Any debt haircut for Athens won't extend to Ireland, insists Draghi
EUROPEAN Central Bank President Mario Draghi yesterday insisted any "arrangement" the ECB might make to ease Greek government debt would not be extended to other bailed-out countries such as Ireland.
The comments came as the ECB was reportedly on the verge of agreeing to forgo full repayment of its Greek bonds as part of an eleventh-hour rescue deal for the stricken nation.
Mr Draghi repeatedly insisted he could give no detail on the ECB's Greek plans.
Asked whether Ireland might benefit from similar treatment if the ECB made an "arrangement" for Athens, Mr Draghi replied: "Greece is unique for ... for everything. We don't want to repeat any experience."
The ECB is believed to hold about €20bn of Ireland's government bonds.
In private meetings Finance Minister Michael Noonan is understood to have repeatedly laboured the fact that Europe is making concession for Greece that it would not make to other countries such as Ireland.
But speaking to reporters in Brussels last night, Mr Noonan insisted that Ireland would "under no circumstances" make any effort to get concessions from the ECB on Irish government bonds it holds even if those concessions were granted to Greece.
Sources say Mr Noonan has been advised that any effort to get the ECB to restructure its Irish government holdings would send a message to the market that Ireland's debt was "unsustainable" and could not be honoured. This would make it more difficult for Ireland to borrow again.
Mr Noonan is instead pinning his hopes on the prospect that any "flexibility" the ECB shows Greece might make Frankfurt more likely to help Ireland to lower the burden of Anglo Irish Bank's €30bn bailout.
The Government wants a new deal that would ease an existing commitment to pay down a €30bn IOU given to Anglo at a rate of €3bn a year. Mr Noonan recently held talks with Mr Draghi to elicit his support on the matter.

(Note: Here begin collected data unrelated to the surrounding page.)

//! Render step.
//!
//! Each frame the simulation draws into the [`Frame`] display list, then the
//! sync systems push that list into Bevy: clear color, pooled sprite
//! entities, overlay UI nodes and the window title.

mod frame;
mod overlay;
mod sprites;

pub use frame::*;
pub use overlay::*;
pub use sprites::*;

use bevy::prelude::*;

use crate::config::colors;
use crate::metrics::RateMeters;
use crate::sim::{Game, Gophermark};

/// Plugin for drawing and presenting frames
pub struct RenderPlugin;

impl Plugin for RenderPlugin {
    fn build(&self, app: &mut App) {
        app.init_resource::<Frame>()
            .insert_resource(ClearColor(colors::BACKGROUND.into()))
            .add_systems(
                Update,
                (
                    draw_frame,
                    (
                        apply_clear_color,
                        sync_gopher_sprites,
                        sync_overlay_rects,
                        sync_overlay_text,
                        apply_window_title,
                    ),
                )
                    .chain()
                    .run_if(resource_exists::<Gophermark>)
                    .run_if(resource_exists::<GopherSprite>),
            );
    }
}

/// Run the simulation's render step into the display list
pub fn draw_frame(gophermark: Res<Gophermark>, meters: Res<RateMeters>, mut frame: ResMut<Frame>) {
    gophermark.draw(&mut *frame, &meters.rates());
}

Asked yesterday about the meeting, the ECB president declined to comment on whether he was "optimistic" the Anglo issue would be resolved positively.
Mr Noonan yesterday said that a resolution of the Greek crisis would make it easier for Ireland to return to the bond markets because investors would stop pricing in the risk of "contagion" from a disorderly Greek default when they considered Irish debt.
"We're trying to enhance Ireland's capacity to borrow in the markets in the future and consequently to repay our debts," he said, adding that it would be "strategic" for the National Treasury Management Agency to dip a toe into the markets this year to "accumulate some funds in advance" of the bailout tap running out in early 2014.